Exercise requirements |
Copy nothing but the lines below running from the line containing "flattened in order." through the line containing "nested list value.", both end lines included.

(Dataset records)

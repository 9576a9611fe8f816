//! Serialization of expression-valued `class` attributes.

use itertools::Itertools;
use std::borrow::Cow;

/// A `class` attribute expression: text, numbers, nested lists, and toggle
/// maps, flattened to a space-separated token list.
///
/// Falsy contributions — empty strings, zero, NaN, `false` toggles — are
/// skipped. Tokens are not deduplicated.
#[derive(Clone, Debug)]
pub enum ClassValue {
    /// No contribution.
    None,
    /// Booleans contribute nothing by themselves; only toggle maps turn
    /// them into class names.
    Bool(bool),
    /// A literal token (or several, if the text contains spaces).
    Text(Cow<'static, str>),
    /// A number, coerced to its decimal form. Zero is skipped.
    Int(i64),
    /// A number, coerced to its decimal form. Zero and NaN are skipped.
    Float(f64),
    /// A nested list, flattened in order.
    List(Vec<ClassValue>),
    /// Named toggles: each name is emitted when its flag is set.
    Toggles(Vec<(Cow<'static, str>, bool)>),
}

impl ClassValue {
    /// Builds a nested list value.
    pub fn list(values: impl IntoIterator<Item = ClassValue>) -> Self {
        ClassValue::List(values.into_iter().collect())
    }

    /// Builds a toggle-map value.
    pub fn toggles(
        toggles: impl IntoIterator<Item = (Cow<'static, str>, bool)>,
    ) -> Self {
        ClassValue::Toggles(toggles.into_iter().collect())
    }

    /// Flattens to the space-separated token list. An empty result means
    /// the attribute should be omitted.
    pub(crate) fn to_tokens(&self) -> String {
        let mut tokens = Vec::new();
        self.collect(&mut tokens);
        tokens.iter().join(" ")
    }

    fn collect(&self, tokens: &mut Vec<String>) {
        match self {
            ClassValue::None | ClassValue::Bool(_) => {}
            ClassValue::Text(text) => {
                if !text.is_empty() {
                    tokens.push(text.to_string());
                }
            }
            ClassValue::Int(n) => {
                if *n != 0 {
                    tokens.push(n.to_string());
                }
            }
            ClassValue::Float(x) => {
                if *x != 0.0 && !x.is_nan() {
                    tokens.push(x.to_string());
                }
            }
            ClassValue::List(values) => {
                for value in values {
                    value.collect(tokens);
                }
            }
            ClassValue::Toggles(toggles) => {
                for (name, on) in toggles {
                    if *on && !name.is_empty() {
                        tokens.push(name.to_string());
                    }
                }
            }
        }
    }
}

impl From<&'static str> for ClassValue {
    fn from(value: &'static str) -> Self {
        ClassValue::Text(Cow::Borrowed(value))
    }
}

impl From<String> for ClassValue {
    fn from(value: String) -> Self {
        ClassValue::Text(Cow::Owned(value))
    }
}

impl From<i64> for ClassValue {
    fn from(value: i64) -> Self {
        ClassValue::Int(value)
    }
}

impl From<Vec<ClassValue>> for ClassValue {
    fn from(values: Vec<ClassValue>) -> Self {
        ClassValue::List(values)
    }
}

impl<T> From<Option<T>> for ClassValue
where
    T: Into<ClassValue>,
{
    fn from(value: Option<T>) -> Self {
        value.map(Into::into).unwrap_or(ClassValue::None)
    }
}

#[cfg(test)]
mod tests {
    use super::*;

    #[test]
    fn nested_lists_flatten_in_order() {
        let value = ClassValue::list([
            "btn".into(),
            ClassValue::list(["btn-primary".into(), ClassValue::Int(2)]),
            "active".into(),
        ]);
        assert_eq!(value.to_tokens(), "btn btn-primary 2 active");
    }

    #[test]
    fn toggles_emit_only_set_names() {
        let value = ClassValue::toggles([
            ("visible".into(), true),
            ("hidden".into(), false),
            ("focused".into(), true),
        ]);
        assert_eq!(value.to_tokens(), "visible focused");
    }

    #[test]
    fn falsy_contributions_are_skipped() {
        let value = ClassValue::list([
            ClassValue::None,
            ClassValue::Bool(true),
            ClassValue::Bool(false),
            ClassValue::Text("".into()),
            ClassValue::Int(0),
            ClassValue::Float(f64::NAN),
            "kept".into(),
        ]);
        assert_eq!(value.to_tokens(), "kept");
    }

    #[test]
    fn tokens_are_not_deduplicated() {
        let value = ClassValue::list(["a".into(), "a".into()]);
        assert_eq!(value.to_tokens(), "a a");
    }
}
//! API Handlers
//!
//! HTTP request handlers for each proxy endpoint.

use std::sync::Arc;

use axum::{
    extract::{Query, State},
    Json,
};

use crate::cache::{shared, CacheStore, SharedCache};
use crate::config::Config;
use crate::error::{ProxyError, Result};
use crate::models::{HealthResponse, StatsResponse, VideoListing, VideosQuery};
use crate::upstream::HttpPageFetcher;
use crate::videos::VideoAggregator;

/// Application state shared across all handlers.
#[derive(Clone)]
pub struct AppState {
    /// Cache-fronted upstream aggregator
    pub aggregator: VideoAggregator,
    /// Channel listed when the request omits `channelId`
    pub default_channel_id: Option<String>,
    /// Allowed CORS origin, `*` for any
    pub cors_origin: String,
}

impl AppState {
    /// Creates a new AppState around an aggregator.
    pub fn new(aggregator: VideoAggregator, default_channel_id: Option<String>) -> Self {
        Self {
            aggregator,
            default_channel_id,
            cors_origin: "*".to_string(),
        }
    }

    /// Creates a new AppState from configuration.
    ///
    /// Wires an HTTP page fetcher and a fresh cache store using the
    /// configured TTL, page cap and timeout.
    pub fn from_config(config: &Config) -> Result<Self> {
        let fetcher = HttpPageFetcher::from_config(config)?;
        let cache = shared(CacheStore::new(config.cache_ttl()));
        let aggregator = VideoAggregator::new(Arc::new(fetcher), cache, config.max_pages);

        Ok(Self {
            cors_origin: config.cors_origin.clone(),
            ..Self::new(aggregator, config.default_channel_id.clone())
        })
    }

    /// The listing cache, shared with background tasks.
    pub fn cache(&self) -> SharedCache {
        self.aggregator.cache().clone()
    }
}

/// Handler for GET /videos
///
/// Lists the requested channel's videos, or the default channel's.
pub async fn videos_handler(
    State(state): State<AppState>,
    Query(query): Query<VideosQuery>,
) -> Result<Json<VideoListing>> {
    let channel_id = query
        .resolve_channel(state.default_channel_id.as_deref())
        .ok_or_else(|| {
            ProxyError::InvalidRequest(
                "channelId is required when no default channel is configured".to_string(),
            )
        })?;

    let listing = state.aggregator.list_videos(&channel_id).await?;
    Ok(Json(listing))
}

/// Handler for GET /stats
///
/// Returns current cache statistics.
pub async fn stats_handler(State(state): State<AppState>) -> Json<StatsResponse> {
    let stats = state.aggregator.cache().read().await.stats();
    Json(StatsResponse::from(stats))
}

/// Handler for GET /health
pub async fn health_handler() -> Json<HealthResponse> {
    Json(HealthResponse::healthy())
}
//! Cache Module
//!
//! Provides the per-channel listing cache with TTL expiration.

mod entry;
mod stats;
mod store;


use std::sync::Arc;

use tokio::sync::RwLock;

// Re-export public types
pub use entry::CacheEntry;
pub use stats::CacheStats;
pub use store::CacheStore;

/// Cache store shared between request handlers and background tasks.
pub type SharedCache = Arc<RwLock<CacheStore>>;

/// Wraps a store for sharing across tasks.
pub fn shared(store: CacheStore) -> SharedCache {
    Arc::new(RwLock::new(store))
}

// == Cache Key ==
/// Cache key holding the listing of one channel.
pub fn channel_key(channel_id: &str) -> String {
    format!("videos:{}", channel_id)
}
//! Property-Based Tests for Video Aggregation
//!
//! Uses proptest to check ordering, filtering and caching over arbitrary
//! page layouts.

use std::sync::atomic::{AtomicUsize, Ordering};
use std::sync::Arc;
use std::time::Duration;

use async_trait::async_trait;
use proptest::prelude::*;
use serde_json::json;

use crate::cache::{shared, CacheStore};
use crate::error::Result;
use crate::upstream::{Page, PageFetcher, SearchItem};
use crate::videos::{format_videos, VideoAggregator};

// == Strategies ==
/// An item of any kind; `(is_video, id)`.
fn item_strategy() -> impl Strategy<Value = (bool, String)> {
    (any::<bool>(), "[a-zA-Z0-9_-]{1,11}")
}

fn to_item((is_video, id): &(bool, String)) -> SearchItem {
    let value = if *is_video {
        json!({ "id": { "kind": "youtube#video", "videoId": id } })
    } else {
        json!({ "id": { "kind": "youtube#playlist", "playlistId": id } })
    };
    serde_json::from_value(value).unwrap()
}

fn expected_ids(pages: &[Vec<(bool, String)>]) -> Vec<String> {
    pages
        .iter()
        .flatten()
        .filter(|(is_video, _)| *is_video)
        .map(|(_, id)| id.clone())
        .collect()
}

/// Serves `pages` in order, chaining them with `P<n>` tokens.
struct PagedFetcher {
    pages: Vec<Vec<SearchItem>>,
    calls: AtomicUsize,
}

#[async_trait]
impl PageFetcher for PagedFetcher {
    async fn fetch_page(&self, _channel_id: &str, page_token: Option<&str>) -> Result<Page> {
        self.calls.fetch_add(1, Ordering::SeqCst);
        let index = page_token
            .and_then(|t| t.trim_start_matches('P').parse::<usize>().ok())
            .unwrap_or(0);
        let next = index + 1;

        Ok(Page {
            items: self.pages[index].clone(),
            next_page_token: (next < self.pages.len()).then(|| format!("P{}", next)),
        })
    }
}

proptest! {
    #![proptest_config(ProptestConfig::with_cases(100))]

    // Filtering keeps exactly the video items, in their original order.
    #[test]
    fn prop_format_keeps_videos_in_order(items in prop::collection::vec(item_strategy(), 0..60)) {
        let videos = format_videos(items.iter().map(to_item).collect());
        let ids: Vec<String> = videos.into_iter().map(|v| v.id).collect();

        prop_assert_eq!(ids, expected_ids(&[items]));
    }

    // A miss returns the concatenation of every page's videos, fetching each
    // page once; a follow-up call is served from cache with no fetch.
    #[test]
    fn prop_listing_concatenates_pages(
        pages in prop::collection::vec(prop::collection::vec(item_strategy(), 0..10), 1..8)
    ) {
        let fetcher = Arc::new(PagedFetcher {
            pages: pages.iter().map(|p| p.iter().map(to_item).collect()).collect(),
            calls: AtomicUsize::new(0),
        });
        let aggregator = VideoAggregator::new(
            fetcher.clone(),
            shared(CacheStore::new(Duration::from_secs(600))),
            None,
        );

        let (first, second) = tokio_test::block_on(async {
            let first = aggregator.list_videos("UC1").await.unwrap();
            let second = aggregator.list_videos("UC1").await.unwrap();
            (first, second)
        });

        let ids: Vec<String> = first.videos.iter().map(|v| v.id.clone()).collect();
        prop_assert_eq!(&ids, &expected_ids(&pages));
        prop_assert_eq!(first.count, ids.len());
        prop_assert!(!first.served_from_cache);
        prop_assert!(second.served_from_cache);
        prop_assert_eq!(second.videos, first.videos);
        prop_assert_eq!(fetcher.calls.load(Ordering::SeqCst), pages.len());
    }

    // The page cap bounds the number of upstream calls.
    #[test]
    fn prop_page_cap_bounds_fetches(page_count in 1usize..12, cap in 1usize..6) {
        let fetcher = Arc::new(PagedFetcher {
            pages: vec![Vec::new(); page_count],
            calls: AtomicUsize::new(0),
        });
        let aggregator = VideoAggregator::new(
            fetcher.clone(),
            shared(CacheStore::new(Duration::from_secs(600))),
            Some(cap),
        );

        tokio_test::block_on(aggregator.list_videos("UC1")).unwrap();
        prop_assert_eq!(fetcher.calls.load(Ordering::SeqCst), page_count.min(cap));
    }
}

Solution to this exercise |
    /// A nested list, flattened in order.
    List(Vec<ClassValue>),
    /// Named toggles: each name is emitted when its flag is set.
    Toggles(Vec<(Cow<'static, str>, bool)>),
}

impl ClassValue {
    /// Builds a nested list value.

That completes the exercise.